• **Exercise objective**
Copy out all lines of the records in which the word "MarkerHandle" appears.

• **Records for the exercise**

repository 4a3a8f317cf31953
pub mod models;
pub mod services;
pub mod http;

use crate::domain::models::DirectionsBox;

pub struct DirectionsManager {}

impl DirectionsManager {
    pub fn get(url: &str) -> DirectionsBox {
        return Box::new(http::HttpDirections::new(url));
    }
}
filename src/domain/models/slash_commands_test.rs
use super::SlashCommand;

#[test]
fn it_parse_empty_string() {
    assert!(SlashCommand::parse("").is_none());
}

#[test]
fn it_parse_space_only() {
    assert!(SlashCommand::parse(" ").is_none());
}

#[test]
fn it_parse_single_slash() {
    assert!(SlashCommand::parse("/").is_none());
}

#[test]
fn it_parse_plain_prompt() {
    assert!(SlashCommand::parse("coffee then a bookstore then the park").is_none());
}

#[test]
fn it_parse_valid_prefix() {
    let cmd = SlashCommand::parse("/q");
    assert!(cmd.is_some());
    assert_eq!(cmd.unwrap().command, "/q");
}

#[test]
fn it_is_quit() {
    assert!(SlashCommand::parse("/q").unwrap().is_quit());
    assert!(SlashCommand::parse("/quit").unwrap().is_quit());
    assert!(SlashCommand::parse("/exit").unwrap().is_quit());
    assert!(!SlashCommand::parse("/new").unwrap().is_quit());
}

#[test]
fn it_is_new_session() {
    assert!(SlashCommand::parse("/n").unwrap().is_new_session());
    assert!(SlashCommand::parse("/new").unwrap().is_new_session());
}

#[test]
fn it_is_list_sessions() {
    assert!(SlashCommand::parse("/ls").unwrap().is_list_sessions());
    assert!(SlashCommand::parse("/sessions").unwrap().is_list_sessions());
}

#[test]
fn it_requires_an_argument_to_select() {
    assert!(SlashCommand::parse("/select").is_none());
    let cmd = SlashCommand::parse("/s 2").unwrap();
    assert!(cmd.is_select_session());
    assert_eq!(cmd.args, vec!["2".to_string()]);
}

#[test]
fn it_keeps_the_full_rename_text() {
    assert!(SlashCommand::parse("/rename").is_none());
    let cmd = SlashCommand::parse("/rename  Saturday   food tour ").unwrap();
    assert!(cmd.is_rename_session());
    assert_eq!(cmd.rest(), "Saturday food tour");
}

#[test]
fn it_is_delete_session_with_or_without_target() {
    assert!(SlashCommand::parse("/d").unwrap().is_delete_session());
    assert!(SlashCommand::parse("/delete 3").unwrap().is_delete_session());
}

#[test]
fn it_is_route_views() {
    assert!(SlashCommand::parse("/stops").unwrap().is_stops());
    assert!(SlashCommand::parse("/dir").unwrap().is_directions());
    assert!(SlashCommand::parse("/directions").unwrap().is_directions());
}

#[test]
fn it_is_export() {
    assert!(SlashCommand::parse("/x").unwrap().is_export());
    assert!(SlashCommand::parse("/export").unwrap().is_export());
    assert!(SlashCommand::parse("/nav").unwrap().is_navigate());
    assert!(!SlashCommand::parse("/nav").unwrap().is_export());
}

#[test]
fn it_is_help() {
    assert!(SlashCommand::parse("/h").unwrap().is_help());
    assert!(SlashCommand::parse("/help").unwrap().is_help());
}

#[test]
fn it_is_map_controls() {
    assert!(SlashCommand::parse("/p").unwrap().is_panel());
    assert!(SlashCommand::parse("/panel left").unwrap().is_panel());
    assert!(SlashCommand::parse("/locate").unwrap().is_locate());
    assert!(SlashCommand::parse("/m").unwrap().is_map());
    assert!(SlashCommand::parse("/map").unwrap().is_map());
    assert!(!SlashCommand::parse("/map").unwrap().is_panel());
}
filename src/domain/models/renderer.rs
use std::time::Duration;

use strum::EnumIter;
use strum::EnumVariantNames;
use strum::IntoEnumIterator;

use super::BoundingBox;
use super::LngLat;
use super::Padding;

#[derive(Clone, Debug, PartialEq, Eq, EnumIter, EnumVariantNames, strum::Display)]
#[strum(serialize_all = "lowercase")]
pub enum RendererName {
    Terminal,
    Headless,
}

impl RendererName {
    pub fn parse(text: String) -> Option<RendererName> {
        return RendererName::iter().find(|e| return e.to_string() == text);
    }
}

#[derive(Clone, Copy, Debug, PartialEq, Eq, strum::Display)]
#[strum(serialize_all = "lowercase")]
pub enum Projection {
    Mercator,
    Globe,
}

#[derive(Clone, Copy, Debug, PartialEq, Eq, strum::Display)]
#[strum(serialize_all = "kebab-case")]
pub enum MarkerStyle {
    Origin,
    Waypoint,
    Destination,
    UserLocation,
}

#[derive(Clone, Copy, Debug, PartialEq, Eq)]
pub enum Easing {
    Linear,
}

#[derive(Clone, Debug, PartialEq)]
pub struct PathStyle {
    pub color: String,
    pub width: f64,
}

impl Default for PathStyle {
    fn default() -> PathStyle {
        return PathStyle {
            color: "#3498db".to_string(),
            width: 4.0,
        };
    }
}

#[derive(Clone, Copy, Debug, PartialEq, Eq, Hash)]
pub struct MarkerHandle(pub u64);

pub type LoadCallback = Box<dyn FnOnce() + Send>;

/// The map engine as seen from the route synchronizer. Implementations only
/// draw; deciding what to draw belongs to the synchronizer.
pub trait MapRenderer {
    fn name(&self) -> RendererName;

    fn initialize(&mut self, center: LngLat, zoom: f64, projection: Projection);

    fn dispose(&mut self);

    fn add_path_overlay(&mut self, id: &str, coordinates: &[LngLat], style: &PathStyle);

    fn remove_path_overlay(&mut self, id: &str);

    fn add_marker(&mut self, coordinate: LngLat, style: MarkerStyle) -> MarkerHandle;

    fn remove_marker(&mut self, handle: MarkerHandle);

    fn fit_to_bounds(&mut self, bounds: BoundingBox, padding: Padding);

    fn get_center(&self) -> LngLat;

    fn animate_to(&mut self, center: LngLat, duration: Duration, easing: Easing);

    /// Runs `callback` once the base view has finished loading. Renderers that
    /// are already loaded call it immediately. A renderer disposed before
    /// loading drops the callback without calling it.
    fn on_load(&mut self, callback: LoadCallback);
}

pub type RendererBox = Box<dyn MapRenderer + Send>;
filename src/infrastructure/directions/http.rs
#[cfg(test)]
#[path = "http_test.rs"]
mod tests;

use async_trait::async_trait;

use crate::domain::models::Directions;
use crate::domain::models::DirectionsError;
use crate::domain::models::DirectionsRequest;
use crate::domain::models::DirectionsResponse;

/// Directions over HTTP. One POST of `{"prompt": ...}` per request.
pub struct HttpDirections {
    url: String,
    client: reqwest::Client,
}

impl HttpDirections {
    pub fn new(url: &str) -> HttpDirections {
        return HttpDirections {
            url: url.to_string(),
            client: reqwest::Client::new(),
        };
    }
}

#[async_trait]
impl Directions for HttpDirections {
    #[allow(clippy::implicit_return)]
    async fn request_route(&self, prompt: &str) -> Result<DirectionsResponse, DirectionsError> {
        let req = DirectionsRequest {
            prompt: prompt.to_string(),
        };

        let res = self.client.post(&self.url).json(&req).send().await?;

        let status = res.status();
        if !status.is_success() {
            let message = status.canonical_reason().unwrap_or("Unknown").to_string();
            tracing::error!(status = status.as_u16(), reason = %message, "Directions request failed");
            return Err(DirectionsError::Api {
                status: status.as_u16(),
                message,
            });
        }

        let body = res.text().await?;
        let directions = serde_json::from_str::<DirectionsResponse>(&body).map_err(|err| {
            tracing::error!(error = ?err, "Failed to parse directions response");
            return DirectionsError::Parse(err);
        })?;

        tracing::debug!(
            waypoints = directions.waypoints.len(),
            legs = directions.legs.len(),
            "Received directions"
        );

        return Ok(directions);
    }
}
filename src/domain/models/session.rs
use std::collections::BTreeSet;

use chrono::DateTime;
use chrono::Local;
use serde::Deserializer;
use serde_derive::Deserialize;
use serde_derive::Serialize;

use super::LatLng;

/// Treats an explicit JSON `null` the same as a missing field.
pub(crate) fn null_as_default<'de, D, T>(deserializer: D) -> Result<T, D::Error>
where
    D: Deserializer<'de>,
    T: Default + serde::Deserialize<'de>,
{
    let value = <Option<T> as serde::Deserialize>::deserialize(deserializer)?;
    return Ok(value.unwrap_or_default());
}

#[derive(Clone, Debug, Default, PartialEq, Serialize, Deserialize)]
pub struct TimelineEvent {
    pub time: String,
    pub title: String,
    pub description: String,
}

#[derive(Clone, Debug, Default, PartialEq, Serialize, Deserialize)]
pub struct WaypointDetail {
    #[serde(default, deserialize_with = "null_as_default")]
    pub name: String,
    #[serde(default, deserialize_with = "null_as_default")]
    pub address: String,
    /// Ordered as `[lat, lng]`.
    pub coordinates: [f64; 2],
    #[serde(rename = "type", default, deserialize_with = "null_as_default")]
    pub category: String,
    #[serde(default, deserialize_with = "null_as_default")]
    pub hours: Vec<String>,
    #[serde(default, deserialize_with = "null_as_default")]
    pub photos: Vec<String>,
}

impl WaypointDetail {
    pub fn lat_lng(&self) -> LatLng {
        return LatLng::new(self.coordinates[0], self.coordinates[1]);
    }
}

/// Segment between waypoint `i` and waypoint `i + 1`.
#[derive(Clone, Debug, Default, PartialEq, Serialize, Deserialize)]
pub struct LegInfo {
    #[serde(default, deserialize_with = "null_as_default")]
    pub distance: String,
    #[serde(default, deserialize_with = "null_as_default")]
    pub duration: String,
}

#[derive(Clone, Copy, Debug, Default, PartialEq)]
pub struct RouteTotals {
    pub total_distance_km: f64,
    pub total_duration_min: u64,
}

/// Everything derived from one directions response. Attached to a session as
/// a single unit so the displayed route is never a mix of two responses.
#[derive(Clone, Debug, Default, PartialEq)]
pub struct RouteUpdate {
    pub timeline: Vec<TimelineEvent>,
    pub waypoints: Vec<WaypointDetail>,
    pub legs: Vec<LegInfo>,
    pub totals: RouteTotals,
    pub encoded_path: Option<String>,
}

#[derive(Clone, Debug)]
pub struct Session {
    pub id: String,
    pub name: String,
    pub last_modified: DateTime<Local>,
    pub messages: Vec<String>,
    pub timeline: Vec<TimelineEvent>,
    pub waypoints: Vec<WaypointDetail>,
    pub legs: Vec<LegInfo>,
    pub totals: RouteTotals,
    pub response_indices: BTreeSet<usize>,
    pub encoded_path: Option<String>,
    pub(crate) order: u64,
}

impl Session {
    pub fn new(id: String, name: String, order: u64) -> Session {
        return Session {
            id,
            name,
            last_modified: Local::now(),
            messages: vec![],
            timeline: vec![],
            waypoints: vec![],
            legs: vec![],
            totals: RouteTotals::default(),
            response_indices: BTreeSet::new(),
            encoded_path: None,
            order,
        };
    }

    pub fn has_response(&self, message_index: usize) -> bool {
        return self.response_indices.contains(&message_index);
    }

    pub fn has_route(&self) -> bool {
        return !self.waypoints.is_empty() || self.encoded_path.is_some();
    }
}
#[cfg(test)]
#[path = "sessions_test.rs"]
mod tests;

use std::collections::HashMap;

use chrono::Local;
use uuid::Uuid;

use crate::domain::models::RouteUpdate;
use crate::domain::models::Session;

#[derive(Debug, PartialEq, Eq, thiserror::Error)]
pub enum SessionError {
    #[error("No session found for id {0}")]
    NotFound(String),

    #[error("Message index {index} is out of range for a session with {len} messages")]
    MessageIndexOutOfRange { index: usize, len: usize },
}

/// Owns every conversation and the route derived for it. Sessions are keyed
/// by id and ordered by creation; exactly one is active, and the store is
/// never empty.
pub struct SessionStore {
    sessions: HashMap<String, Session>,
    active_id: String,
    next_order: u64,
}

impl Default for SessionStore {
    fn default() -> SessionStore {
        return SessionStore::new();
    }
}

impl SessionStore {
    pub fn new() -> SessionStore {
        let mut store = SessionStore {
            sessions: HashMap::new(),
            active_id: "".to_string(),
            next_order: 0,
        };
        store.create_session();

        return store;
    }

    pub fn create_id() -> String {
        return Uuid::new_v4()
            .to_string()
            .split('-')
            .enumerate()
            .filter_map(|(idx, str)| {
                if idx > 1 {
                    return None;
                }
                return Some(str);
            })
            .collect::<Vec<&str>>()
            .join("-");
    }

    pub fn default_name() -> String {
        return Local::now().format("%-m/%-d/%Y, %-I:%M:%S %p").to_string();
    }

    pub fn create_session(&mut self) -> String {
        let mut id = SessionStore::create_id();
        while self.sessions.contains_key(&id) {
            id = SessionStore::create_id();
        }

        let session = Session::new(id.to_string(), SessionStore::default_name(), self.next_order);
        self.next_order += 1;
        self.sessions.insert(id.to_string(), session);
        self.active_id = id.to_string();

        tracing::debug!(session_id = %id, "Created session");
        return id;
    }

    /// Removes a session. When the active one goes, the nearest earlier
    /// session takes over, falling back to the first remaining one, or to a
    /// fresh session if nothing is left.
    pub fn delete_session(&mut self, id: &str) -> Result<(), SessionError> {
        let removed = self
            .sessions
            .remove(id)
            .ok_or_else(|| return SessionError::NotFound(id.to_string()))?;
        tracing::debug!(session_id = id, "Deleted session");

        if self.is_empty() {
            self.create_session();
            return Ok(());
        }

        if removed.id != self.active_id {
            return Ok(());
        }

        let previous = self
            .sessions
            .values()
            .filter(|session| return session.order < removed.order)
            .max_by_key(|session| return session.order);
        let next = previous.or_else(|| {
            return self
                .sessions
                .values()
                .min_by_key(|session| return session.order);
        });

        if let Some(session) = next {
            self.active_id = session.id.to_string();
        }

        return Ok(());
    }

    pub fn rename_session(&mut self, id: &str, name: &str) -> Result<(), SessionError> {
        let session = self.get_mut(id)?;
        session.name = name.to_string();

        return Ok(());
    }

    pub fn select_session(&mut self, id: &str) -> Result<(), SessionError> {
        if !self.sessions.contains_key(id) {
            return Err(SessionError::NotFound(id.to_string()));
        }

        self.active_id = id.to_string();
        return Ok(());
    }

    /// Appends a user message and returns its index, used to correlate the
    /// eventual directions response.
    pub fn append_message(&mut self, id: &str, text: &str) -> Result<usize, SessionError> {
        let session = self.get_mut(id)?;
        session.messages.push(text.to_string());
        session.last_modified = Local::now();

        return Ok(session.messages.len() - 1);
    }

    /// Replaces the session's route with `update`. Nothing from a previous
    /// response survives. Attaching twice for the same message is harmless.
    pub fn attach_response(
        &mut self,
        id: &str,
        message_index: usize,
        update: RouteUpdate,
    ) -> Result<(), SessionError> {
        let session = self.get_mut(id)?;
        if message_index >= session.messages.len() {
            return Err(SessionError::MessageIndexOutOfRange {
                index: message_index,
                len: session.messages.len(),
            });
        }

        session.timeline = update.timeline;
        session.waypoints = update.waypoints;
        session.legs = update.legs;
        session.totals = update.totals;
        session.encoded_path = update.encoded_path;
        session.response_indices.insert(message_index);
        session.last_modified = Local::now();

        return Ok(());
    }

    pub fn get(&self, id: &str) -> Option<&Session> {
        return self.sessions.get(id);
    }

    fn get_mut(&mut self, id: &str) -> Result<&mut Session, SessionError> {
        return self
            .sessions
            .get_mut(id)
            .ok_or_else(|| return SessionError::NotFound(id.to_string()));
    }

    pub fn active_id(&self) -> &str {
        return &self.active_id;
    }

    pub fn active(&self) -> &Session {
        return &self.sessions[&self.active_id];
    }

    pub fn is_active(&self, id: &str) -> bool {
        return self.active_id == id;
    }

    /// Sessions in creation order.
    pub fn list(&self) -> Vec<&Session> {
        let mut sessions = self.sessions.values().collect::<Vec<&Session>>();
        sessions.sort_by_key(|session| return session.order);

        return sessions;
    }

    /// Resolves a 1-based position from [`SessionStore::list`] or a session id.
    pub fn resolve(&self, reference: &str) -> Option<String> {
        if let Ok(position) = reference.parse::<usize>() {
            if position >= 1 {
                if let Some(session) = self.list().get(position - 1) {
                    return Some(session.id.to_string());
                }
            }
        }

        if self.sessions.contains_key(reference) {
            return Some(reference.to_string());
        }

        return None;
    }

    pub fn len(&self) -> usize {
        return self.sessions.len();
    }

    pub fn is_empty(&self) -> bool {
        return self.sessions.is_empty();
    }
}
pub mod actions;
pub mod aggregator;
mod app_state;
pub mod hours;
pub mod itinerary;
pub mod navigation;
pub mod polyline;
mod route_sync;
mod sessions;

pub use app_state::*;
pub use route_sync::*;
pub use sessions::*;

• **Exercise response**
pub struct MarkerHandle(pub u64);
    fn add_marker(&mut self, coordinate: LngLat, style: MarkerStyle) -> MarkerHandle;
    fn remove_marker(&mut self, handle: MarkerHandle);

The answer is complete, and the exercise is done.